Why a shared suite: the per-backend test files for the device store had started to drift on small details (error wording, scope round-trip, LastPolledAt persistence). Pulling the scenarios into one place enforces the contract uniformly and makes adding the next backend a one-line RunAll invocation.
Index ¶
- func RunAll(t *testing.T, factory Factory)
- func TestCleanupExpired(t *testing.T, factory Factory)
- func TestCollision(t *testing.T, factory Factory)
- func TestCreateAndGet(t *testing.T, factory Factory)
- func TestDeleteConsumes(t *testing.T, factory Factory)
- func TestNotFound(t *testing.T, factory Factory)
- func TestRestartPersists(t *testing.T, factory Factory)
- type Backend
- type Factory
Constants ¶
This section is empty.
Variables ¶
This section is empty.
Functions ¶
func RunAll ¶
RunAll runs the complete AuthorizationCodeStore contract suite against the provided factory. Each scenario gets a fresh Backend via factory(t) so state cannot leak between cases.
func TestCleanupExpired ¶
TestCleanupExpired pins the timer-driven sweep contract: codes with ExpiresAt at or before now are removed; codes still in their window survive.
func TestCollision ¶
TestCollision pins that re-creating a code is rejected. The code is the AS-issued unique handle the client redeems with; a silently-overwritten record would let a second client hijack the first's pending authorization.
func TestCreateAndGet ¶
TestCreateAndGet pins the happy-path round-trip: a freshly stored code returns every binding field unchanged on lookup. Pinning Scopes catches backends that drop the slice during JSON / SQL marshalling.
func TestDeleteConsumes ¶
TestDeleteConsumes pins single-use semantics: a code that has been deleted is no longer reachable via GetAuthorizationCode. The redemption handler relies on this for replay protection — RFC 6749 §4.1.2 mandates that the AS MUST invalidate the code after first use.
func TestNotFound ¶
TestNotFound pins that GetAuthorizationCode returns ErrAuthorizationCodeNotFound (not a generic error) when the record does not exist. The redemption handler maps the sentinel to `invalid_grant` per RFC 6749 §5.2; a generic error would surface as a 500.

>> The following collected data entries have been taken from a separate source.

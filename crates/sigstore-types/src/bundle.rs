//! Sigstore bundle format types
//!
//! The bundle is the core artifact consumed by verification. It contains the
//! signature, verification material (certificate or public key), and
//! transparency log entries.
//!
//! These types mirror the JSON wire form of bundle versions 0.1 to 0.3. Almost
//! every field is optional at this layer: a bundle is untrusted input, and
//! `sigstore-bundle` turns it into a shape-checked value.

use crate::checkpoint::Checkpoint;
use crate::dsse::DsseEnvelope;
use crate::encoding::{
    string_i64, CanonicalizedBody, DerCertificate, HashBytes, LogKeyId, SignatureBytes,
    SignedTimestamp, TimestampToken,
};
use crate::error::{Error, Result};
use crate::hash::HashAlgorithm;
use serde::{Deserialize, Serialize};
use std::str::FromStr;

const BUNDLE_JSON_PREFIX: &str = "application/vnd.dev.sigstore.bundle+json;version=";
const BUNDLE_VERSIONED_PREFIX: &str = "application/vnd.dev.sigstore.bundle.v";

/// Sigstore bundle media types
#[derive(Debug, Clone, Copy, PartialEq, Eq)]
pub enum MediaType {
    /// Bundle format version 0.1
    Bundle0_1,
    /// Bundle format version 0.2
    Bundle0_2,
    /// Bundle format version 0.3 (and any newer version, validated with the same rules)
    Bundle0_3,
}

impl MediaType {
    /// Get the canonical media type string
    pub fn as_str(&self) -> &'static str {
        match self {
            MediaType::Bundle0_1 => "application/vnd.dev.sigstore.bundle+json;version=0.1",
            MediaType::Bundle0_2 => "application/vnd.dev.sigstore.bundle+json;version=0.2",
            MediaType::Bundle0_3 => "application/vnd.dev.sigstore.bundle.v0.3+json",
        }
    }
}

/// `<digit>.<digit>` at the start of `s`
fn starts_with_version(s: &str) -> bool {
    let b = s.as_bytes();
    b.len() >= 3 && b[0].is_ascii_digit() && b[1] == b'.' && b[2].is_ascii_digit()
}

impl FromStr for MediaType {
    type Err = Error;

    fn from_str(s: &str) -> Result<Self> {
        match s {
            "application/vnd.dev.sigstore.bundle+json;version=0.1" => Ok(MediaType::Bundle0_1),
            "application/vnd.dev.sigstore.bundle+json;version=0.2" => Ok(MediaType::Bundle0_2),
            "application/vnd.dev.sigstore.bundle.v0.3+json" => Ok(MediaType::Bundle0_3),
            // Also accept alternative v0.3 format
            "application/vnd.dev.sigstore.bundle+json;version=0.3" => Ok(MediaType::Bundle0_3),
            _ => {
                let recognized = s
                    .strip_prefix(BUNDLE_JSON_PREFIX)
                    .is_some_and(starts_with_version)
                    || s.strip_prefix(BUNDLE_VERSIONED_PREFIX).is_some_and(|rest| {
                        starts_with_version(rest) && rest[3..].starts_with("+json")
                    });
                if recognized {
                    Ok(MediaType::Bundle0_3)
                } else {
                    Err(Error::InvalidMediaType(s.to_string()))
                }
            }
        }
    }
}

/// The top-level signed object
#[derive(Debug, Clone, Default, PartialEq, Eq, Serialize, Deserialize)]
#[serde(rename_all = "camelCase")]
pub struct Bundle {
    #[serde(default)]
    pub media_type: String,
    #[serde(default, skip_serializing_if = "Option::is_none")]
    pub verification_material: Option<VerificationMaterial>,
    #[serde(default, skip_serializing_if = "Option::is_none")]
    pub message_signature: Option<MessageSignature>,
    #[serde(default, skip_serializing_if = "Option::is_none")]
    pub dsse_envelope: Option<DsseEnvelope>,
}

impl Bundle {
    /// Parse a bundle from JSON
    pub fn from_json(json: &str) -> Result<Bundle> {
        serde_json::from_str(json).map_err(Error::Json)
    }

    /// Read and parse a bundle file
    pub fn from_file(path: impl AsRef<std::path::Path>) -> Result<Bundle> {
        let json = std::fs::read_to_string(path)?;
        Self::from_json(&json)
    }

    /// Serialize the bundle to JSON
    pub fn to_json(&self) -> Result<String> {
        serde_json::to_string(self).map_err(Error::Json)
    }

    /// Get the bundle version from the media type
    pub fn version(&self) -> Result<MediaType> {
        MediaType::from_str(&self.media_type)
    }
}

/// Signature over an artifact that is not embedded in the bundle
#[derive(Debug, Clone, Default, PartialEq, Eq, Serialize, Deserialize)]
#[serde(rename_all = "camelCase")]
pub struct MessageSignature {
    #[serde(default, skip_serializing_if = "Option::is_none")]
    pub message_digest: Option<HashOutput>,
    #[serde(default, skip_serializing_if = "Option::is_none")]
    pub signature: Option<SignatureBytes>,
}

/// A digest together with the algorithm that produced it
#[derive(Debug, Clone, Default, PartialEq, Eq, Serialize, Deserialize)]
pub struct HashOutput {
    #[serde(default)]
    pub algorithm: HashAlgorithm,
    #[serde(default, skip_serializing_if = "Option::is_none")]
    pub digest: Option<HashBytes>,
}

/// Key material and witnesses
#[derive(Debug, Clone, Default, PartialEq, Eq, Serialize, Deserialize)]
#[serde(rename_all = "camelCase")]
pub struct VerificationMaterial {
    #[serde(default, skip_serializing_if = "Option::is_none")]
    pub x509_certificate_chain: Option<X509CertificateChain>,
    #[serde(default, skip_serializing_if = "Option::is_none")]
    pub certificate: Option<X509Certificate>,
    #[serde(default, skip_serializing_if = "Option::is_none")]
    pub public_key: Option<PublicKeyIdentifier>,
    #[serde(default)]
    pub tlog_entries: Vec<TransparencyLogEntry>,
    #[serde(default, skip_serializing_if = "Option::is_none")]
    pub timestamp_verification_data: Option<TimestampVerificationData>,
}

/// Ordered certificate list, leaf first
#[derive(Debug, Clone, Default, PartialEq, Eq, Serialize, Deserialize)]
pub struct X509CertificateChain {
    #[serde(default)]
    pub certificates: Vec<X509Certificate>,
}

#[derive(Debug, Clone, Default, PartialEq, Eq, Serialize, Deserialize)]
#[serde(rename_all = "camelCase")]
pub struct X509Certificate {
    #[serde(default, skip_serializing_if = "Option::is_none")]
    pub raw_bytes: Option<DerCertificate>,
}

/// Opaque hint used to look a key up out of band
#[derive(Debug, Clone, Default, PartialEq, Eq, Serialize, Deserialize)]
pub struct PublicKeyIdentifier {
    #[serde(default)]
    pub hint: String,
}

#[derive(Debug, Clone, Default, PartialEq, Eq, Serialize, Deserialize)]
#[serde(rename_all = "camelCase")]
pub struct TimestampVerificationData {
    #[serde(default)]
    pub rfc3161_timestamps: Vec<Rfc3161SignedTimestamp>,
}

#[derive(Debug, Clone, Default, PartialEq, Eq, Serialize, Deserialize)]
#[serde(rename_all = "camelCase")]
pub struct Rfc3161SignedTimestamp {
    #[serde(default)]
    pub signed_timestamp: TimestampToken,
}

/// A transparency log entry as carried in a bundle
#[derive(Debug, Clone, Default, PartialEq, Eq, Serialize, Deserialize)]
#[serde(rename_all = "camelCase")]
pub struct TransparencyLogEntry {
    #[serde(default, with = "string_i64")]
    pub log_index: i64,
    #[serde(default, skip_serializing_if = "Option::is_none")]
    pub log_id: Option<LogId>,
    #[serde(default, skip_serializing_if = "Option::is_none")]
    pub kind_version: Option<KindVersion>,
    #[serde(default, with = "string_i64")]
    pub integrated_time: i64,
    #[serde(default, skip_serializing_if = "Option::is_none")]
    pub inclusion_promise: Option<InclusionPromise>,
    #[serde(default, skip_serializing_if = "Option::is_none")]
    pub inclusion_proof: Option<InclusionProof>,
    #[serde(default)]
    pub canonicalized_body: CanonicalizedBody,
}

#[derive(Debug, Clone, Default, PartialEq, Eq, Serialize, Deserialize)]
#[serde(rename_all = "camelCase")]
pub struct LogId {
    #[serde(default)]
    pub key_id: LogKeyId,
}

/// Declares which body schema the entry uses
#[derive(Debug, Clone, Default, PartialEq, Eq, Serialize, Deserialize)]
pub struct KindVersion {
    #[serde(default)]
    pub kind: String,
    #[serde(default)]
    pub version: String,
}

#[derive(Debug, Clone, Default, PartialEq, Eq, Serialize, Deserialize)]
#[serde(rename_all = "camelCase")]
pub struct InclusionPromise {
    #[serde(default)]
    pub signed_entry_timestamp: SignedTimestamp,
}

#[derive(Debug, Clone, Default, PartialEq, Eq, Serialize, Deserialize)]
#[serde(rename_all = "camelCase")]
pub struct InclusionProof {
    #[serde(default, with = "string_i64")]
    pub log_index: i64,
    #[serde(default)]
    pub root_hash: HashBytes,
    #[serde(default, with = "string_i64")]
    pub tree_size: i64,
    #[serde(default)]
    pub hashes: Vec<HashBytes>,
    #[serde(default, skip_serializing_if = "Option::is_none")]
    pub checkpoint: Option<CheckpointEnvelope>,
}

impl InclusionProof {
    /// Parse the checkpoint text
    pub fn parse_checkpoint(&self) -> Result<Checkpoint> {
        let checkpoint = self
            .checkpoint
            .as_ref()
            .ok_or_else(|| Error::InvalidCheckpoint("missing checkpoint".to_string()))?;
        Checkpoint::from_text(&checkpoint.envelope)
    }
}

/// Signed checkpoint note text
#[derive(Debug, Clone, Default, PartialEq, Eq, Serialize, Deserialize)]
pub struct CheckpointEnvelope {
    #[serde(default)]
    pub envelope: String,
}

#[cfg(test)]
mod tests {
    use super::*;

    #[test]
    fn test_media_type_parsing() {
        assert_eq!(
            MediaType::from_str("application/vnd.dev.sigstore.bundle+json;version=0.1").unwrap(),
            MediaType::Bundle0_1
        );
        assert_eq!(
            MediaType::from_str("application/vnd.dev.sigstore.bundle+json;version=0.2").unwrap(),
            MediaType::Bundle0_2
        );
        assert_eq!(
            MediaType::from_str("application/vnd.dev.sigstore.bundle.v0.3+json").unwrap(),
            MediaType::Bundle0_3
        );
        assert_eq!(
            MediaType::from_str("application/vnd.dev.sigstore.bundle+json;version=0.3").unwrap(),
            MediaType::Bundle0_3
        );
    }

    #[test]
    fn test_media_type_future_versions() {
        assert_eq!(
            MediaType::from_str("application/vnd.dev.sigstore.bundle.v0.4+json").unwrap(),
            MediaType::Bundle0_3
        );
        assert_eq!(
            MediaType::from_str("application/vnd.dev.sigstore.bundle+json;version=1.0").unwrap(),
            MediaType::Bundle0_3
        );
    }

    #[test]
    fn test_media_type_invalid() {
        assert!(MediaType::from_str("invalid").is_err());
        assert!(MediaType::from_str("").is_err());
        assert!(MediaType::from_str("application/vnd.dev.sigstore.bundle.v0.x+json").is_err());
        assert!(MediaType::from_str("application/vnd.dev.sigstore.bundle.v0.3").is_err());
    }

    #[test]
    fn test_tlog_entry_int64_fields() {
        let json = r#"{
            "logIndex": "25915956",
            "logId": {"keyId": "wNI9atQGlz+VWfO6LRygH4QUfY/8W4RFwiT5i5WRgB0="},
            "kindVersion": {"kind": "hashedrekord", "version": "0.0.1"},
            "integratedTime": 1689177396,
            "canonicalizedBody": "e30="
        }"#;
        let entry: TransparencyLogEntry = serde_json::from_str(json).unwrap();
        assert_eq!(entry.log_index, 25915956);
        assert_eq!(entry.integrated_time, 1689177396);
        assert_eq!(entry.canonicalized_body.as_bytes(), b"{}");
        assert_eq!(entry.log_id.unwrap().key_id.len(), 32);
    }

    #[test]
    fn test_empty_bundle_parses() {
        let bundle = Bundle::from_json("{}").unwrap();
        assert!(bundle.version().is_err());
        assert!(bundle.verification_material.is_none());
    }
}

func TestRestartPersists ¶
TestRestartPersists pins durability for persistent backends. The scenario writes a code through the initial Store handle, reopens via Reopen, and reads the code back. For the in-memory backend this is trivially true (Reopen returns the same instance).
Types ¶
type Backend ¶
type Backend struct {
Store core.AuthorizationCodeStore
Reopen func() core.AuthorizationCodeStore
}
Backend is the per-test fixture handed to every scenario. Store is the initial handle the test exercises; Reopen returns a fresh handle bound to the same backing storage so the RestartPersists scenario can simulate a process restart.
For persistent backends (fs / gorm / gae) Reopen constructs a new store rooted at the same dir / DB connection / namespace. For the in-memory backend Reopen returns the same instance — there is no underlying storage to reconnect to and the property the scenario pins ("data survives a fresh handle") is trivially true.